The Fifth Circuit could have unequivocally proclaimed that the breadth of Doiron extended to OCSLA cases, in whatever capacity, if that were its intent; but it did not. So then, what is the expected effect of Doiron on those contract cases involving a controversy on the OCS, where OCSLA statutorily provides its own choice-of-law provision? Does Doiron actually supplant Grand Isle Shipyard, Inc. v. Seacor Marine, LLC, 589 F.3d 778 (5th Cir. 2009), since it called the case “un-useful” to its task? If the situs of the controversy is no longer appropriate, then it seems that Doiron may be the answer.

Grand Isle was a contractual application of test articulated in Union Texas Petroleum Corp. v. PLT Engineering, Inc., 895 F.2d 1043 (5th Cir. 1990) which starts by finding that the dispute arises on the OCS; otherwise, now, Doiron surely is the test. The second PLT factor determines whether the OCSLA choice-of-law provision applies by looking to see if federal maritime law applies of its own force. This is where Crescent’s insurers’ historical argument would come into play. To determine whether federal maritime law applies of its own force, the US Fifth Circuit: (1) identified the historical treatment of contracts such as the one at issue, and (2) applied Davis & Sons. It seems obvious that this factor will likely at least be revised to substitute Doiron for Davis & Sons. The less obvious question is whether the historical treatment factor is relevant at all going forward.

In Doiron, the Fifth Circuit criticized those “historical” opinions that “improperly focus[ed] on whether the services were inherently maritime as opposed to whether a substantial amount of the work was to be performed from a vessel.” Thus, it is possible that the second PLT factor simply becomes the Doiron test. But, if so, then that would effectively eliminate the necessity of the PLT test for OCS contract law disputes, because the Courts have long since acknowledged that the relevant application of Louisiana law to the contract does not conflict with federal law. If this analysis is correct then Doiron should be the standing legal test for the determination of applicable law in an oilfield contract regardless of the location of the work (OCS vs. State waters).

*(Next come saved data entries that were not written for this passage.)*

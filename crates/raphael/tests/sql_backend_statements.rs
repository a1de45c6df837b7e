use std::future::Future;
use std::sync::atomic::{AtomicUsize, Ordering};
use std::sync::{Arc, Mutex};

use asupersync::runtime::RuntimeBuilder;

use raphael::prelude::*;
use raphael::{BackendOptions, Connection, ConnectionTarget, Connector, Dialect, Row};

fn unwrap_outcome<T>(outcome: Outcome<T, Error>) -> std::result::Result<T, String> {
    match outcome {
        Outcome::Ok(v) => Ok(v),
        Outcome::Err(e) => Err(format!("unexpected error: {e}")),
        Outcome::Cancelled(r) => Err(format!("cancelled: {r:?}")),
        Outcome::Panicked(p) => Err(format!("panicked: {p:?}")),
    }
}

type Log = Arc<Mutex<Vec<(String, Vec<Value>)>>>;

/// Driver stand-in that records every statement it is handed.
#[derive(Debug, Clone)]
struct ScriptedConnection {
    dialect: Dialect,
    log: Log,
}

impl ScriptedConnection {
    fn record(&self, sql: &str, params: &[Value]) {
        self.log
            .lock()
            .expect("log lock")
            .push((sql.to_string(), params.to_vec()));
    }
}

impl Connection for ScriptedConnection {
    fn dialect(&self) -> Dialect {
        self.dialect
    }

    fn query(
        &self,
        _cx: &Cx,
        sql: &str,
        params: &[Value],
    ) -> impl Future<Output = Outcome<Vec<Row>, Error>> + Send {
        self.record(sql, params);
        async { Outcome::Ok(Vec::new()) }
    }

    fn query_one(
        &self,
        _cx: &Cx,
        sql: &str,
        params: &[Value],
    ) -> impl Future<Output = Outcome<Option<Row>, Error>> + Send {
        self.record(sql, params);
        let row = sql.starts_with("INSERT").then(|| {
            Row::from_pairs(vec![
                ("id".to_string(), Value::BigInt(7)),
                ("title".to_string(), Value::from("Dune")),
            ])
        });
        async move { Outcome::Ok(row) }
    }

    fn execute(
        &self,
        _cx: &Cx,
        sql: &str,
        params: &[Value],
    ) -> impl Future<Output = Outcome<u64, Error>> + Send {
        self.record(sql, params);
        async { Outcome::Ok(0) }
    }

    fn insert(
        &self,
        _cx: &Cx,
        sql: &str,
        params: &[Value],
    ) -> impl Future<Output = Outcome<i64, Error>> + Send {
        self.record(sql, params);
        async { Outcome::Ok(7) }
    }

    fn ping(&self, _cx: &Cx) -> impl Future<Output = Outcome<(), Error>> + Send {
        async { Outcome::Ok(()) }
    }

    fn close(self, _cx: &Cx) -> impl Future<Output = raphael::Result<()>> + Send {
        async { Ok(()) }
    }
}

#[derive(Debug, Default)]
struct ScriptedConnector {
    connects: AtomicUsize,
    log: Log,
}

impl ScriptedConnector {
    fn statements(&self) -> Vec<(String, Vec<Value>)> {
        self.log.lock().expect("log lock").clone()
    }
}

impl Connector for ScriptedConnector {
    type Conn = ScriptedConnection;

    fn connect(
        &self,
        _cx: &Cx,
        target: &ConnectionTarget,
        _options: &BackendOptions,
    ) -> impl Future<Output = Outcome<Self::Conn, Error>> + Send {
        self.connects.fetch_add(1, Ordering::SeqCst);
        let conn = ScriptedConnection {
            dialect: target.dialect(),
            log: Arc::clone(&self.log),
        };
        async move { Outcome::Ok(conn) }
    }
}

#[derive(Model, Debug, Default, Clone)]
#[raphael(app_label = "library")]
struct Book {
    #[raphael(primary_key)]
    id: Option<i64>,
    #[raphael(max_length = 200)]
    title: String,
    pages: Option<i32>,
}

#[derive(Model, Debug, Default, Clone)]
#[raphael(app_label = "shop")]
struct Product {
    #[raphael(primary_key)]
    id: Option<i64>,
    #[raphael(max_length = 64)]
    sku: String,
    #[raphael(max_length = 200)]
    name: String,
    price: f64,
    stock: i32,
    weight: f64,
    active: bool,
    notes: String,
}

#[derive(Model, Debug, Default, Clone)]
#[raphael(app_label = "auth")]
struct Ticket {
    #[raphael(primary_key)]
    id: [u8; 16],
    #[raphael(max_length = 50)]
    label: String,
}

fn postgres() -> Raphael<SqlBackend<ScriptedConnector>> {
    let config = RaphaelConfig::new(
        DatabaseConfig::new("django.db.backends.postgresql")
            .name("app")
            .host("db.internal"),
    )
    .pool_size(2);
    Raphael::new(config, SqlBackend::new(ScriptedConnector::default()))
}

#[test]
fn manager_calls_render_dialect_sql_and_create_schema_once() {
    let rt = RuntimeBuilder::current_thread()
        .build()
        .expect("create asupersync runtime");
    let cx = Cx::for_testing();

    rt.block_on(async {
        let db = postgres();
        let books = db.manager::<Book>();

        let found = unwrap_outcome(books.filter(&cx, &[Predicate::eq("title", "Dune")]).await)
            .expect("filter");
        assert!(found.is_empty());
        unwrap_outcome(books.filter(&cx, &[Predicate::eq("title", "Emma")]).await)
            .expect("second filter");

        let connector = db.backend().connector();
        assert_eq!(connector.connects.load(Ordering::SeqCst), 2);

        let statements = connector.statements();
        let ddl = statements
            .iter()
            .filter(|(sql, _)| sql.starts_with("CREATE TABLE"))
            .count();
        assert_eq!(ddl, 1);
        assert!(statements[0].0.starts_with("CREATE TABLE IF NOT EXISTS \"library_book\""));
        assert_eq!(
            statements[1],
            (
                "SELECT * FROM \"library_book\" WHERE \"title\" = $1".to_string(),
                vec![Value::from("Dune")],
            )
        );
    });
}

#[test]
fn create_returns_the_stored_row() {
    let rt = RuntimeBuilder::current_thread()
        .build()
        .expect("create asupersync runtime");
    let cx = Cx::for_testing();

    rt.block_on(async {
        let db = postgres();
        let book = unwrap_outcome(
            db.manager::<Book>()
                .create(&cx, &[("title", "Dune".into())])
                .await,
        )
        .expect("create");
        assert_eq!(book.id, Some(7));
        assert_eq!(book.title, "Dune");

        let statements = db.backend().connector().statements();
        let (sql, params) = statements.last().expect("insert statement");
        assert_eq!(
            sql,
            "INSERT INTO \"library_book\" (\"title\") VALUES ($1) RETURNING *"
        );
        assert_eq!(params, &vec![Value::from("Dune")]);
    });
}

#[test]
fn windowed_deletes_never_reach_the_driver() {
    let rt = RuntimeBuilder::current_thread()
        .build()
        .expect("create asupersync runtime");
    let cx = Cx::for_testing();

    rt.block_on(async {
        let db = postgres();
        let outcome = db.manager::<Book>().query().offset(3).delete(&cx).await;
        assert!(matches!(outcome, Outcome::Err(Error::Query(_))));
        assert!(db.backend().connector().statements().is_empty());
        assert!(!db.is_ready());
    });
}

#[test]
fn large_bulk_create_stays_under_the_parameter_limit() {
    let rt = RuntimeBuilder::current_thread()
        .build()
        .expect("create asupersync runtime");
    let cx = Cx::for_testing();

    rt.block_on(async {
        let db = postgres();
        let products: Vec<Product> = (0..10_000)
            .map(|i| Product {
                id: None,
                sku: format!("SKU-{i:05}"),
                name: format!("Product {i}"),
                price: 2.5,
                stock: i,
                weight: 0.25,
                active: true,
                notes: String::new(),
            })
            .collect();

        let created = unwrap_outcome(db.manager::<Product>().bulk_create(&cx, &products, None).await)
            .expect("bulk_create");
        assert_eq!(created.len(), 10_000);
        assert_eq!(created[9_999].sku, "SKU-09999");

        let inserts: Vec<(String, Vec<Value>)> = db
            .backend()
            .connector()
            .statements()
            .into_iter()
            .filter(|(sql, _)| sql.starts_with("INSERT"))
            .collect();
        assert_eq!(inserts.len(), 2);
        assert!(
            inserts
                .iter()
                .all(|(_, params)| params.len() <= Dialect::Postgres.max_params())
        );

        let bound: usize = inserts.iter().map(|(_, params)| params.len()).sum();
        assert_eq!(bound, 10_000 * 7);
        assert_eq!(inserts[0].1[0], Value::from("SKU-00000"));
        let last = &inserts[1].1;
        assert_eq!(last[last.len() - 7], Value::from("SKU-09999"));
    });
}

#[test]
fn exclude_keeps_rows_with_null_columns() {
    let rt = RuntimeBuilder::current_thread()
        .build()
        .expect("create asupersync runtime");
    let cx = Cx::for_testing();

    rt.block_on(async {
        let db = postgres();
        unwrap_outcome(
            db.manager::<Book>()
                .exclude(&cx, &[Predicate::gt("pages", 300)])
                .await,
        )
        .expect("exclude");

        let statements = db.backend().connector().statements();
        let (sql, params) = statements.last().expect("select statement");
        assert_eq!(
            sql,
            "SELECT * FROM \"library_book\" WHERE NOT (\"pages\" > $1 AND \"pages\" IS NOT NULL)"
        );
        assert_eq!(params, &vec![Value::Int(300)]);
    });
}

#[test]
fn uuid_keys_are_bound_by_the_manager() {
    let rt = RuntimeBuilder::current_thread()
        .build()
        .expect("create asupersync runtime");
    let cx = Cx::for_testing();

    rt.block_on(async {
        let db = postgres();
        let tickets = db.manager::<Ticket>();
        unwrap_outcome(tickets.create(&cx, &[("label", "x".into())]).await).expect("create");
        unwrap_outcome(tickets.create(&cx, &[("label", "y".into())]).await).expect("create again");

        let statements = db.backend().connector().statements();
        assert!(statements[0].0.contains("\"id\" UUID NOT NULL PRIMARY KEY"));
        let keys: Vec<&Value> = statements
            .iter()
            .filter(|(sql, _)| sql.starts_with("INSERT INTO \"auth_ticket\""))
            .map(|(sql, params)| {
                assert_eq!(
                    sql,
                    "INSERT INTO \"auth_ticket\" (\"label\", \"id\") VALUES ($1, $2) RETURNING *"
                );
                &params[1]
            })
            .collect();
        assert_eq!(keys.len(), 2);
        assert!(keys.iter().all(|key| matches!(key, Value::Uuid(bytes) if *bytes != [0; 16])));
        assert_ne!(keys[0], keys[1]);
    });
}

A comment the Fifth Circuit made in its analysis of another earlier issue seems to bolster that conclusion: “If the contract here is maritime, the fact that it was to be performed in the territorial waters of Louisiana does not justify causing the outcome of this lawsuit to be different than if the contract was for work on the high seas. Consistency and predictability are hard enough to come by in maritime jurisprudence, but we at least should not intentionally create distortions.” After lauding the directness of its new test in Doiron (notwithstanding their use of the unpredictably applied term “substantial role”), the Fifth Circuit could have assisted practitioners with a bit more directness in Crescent Energy Services.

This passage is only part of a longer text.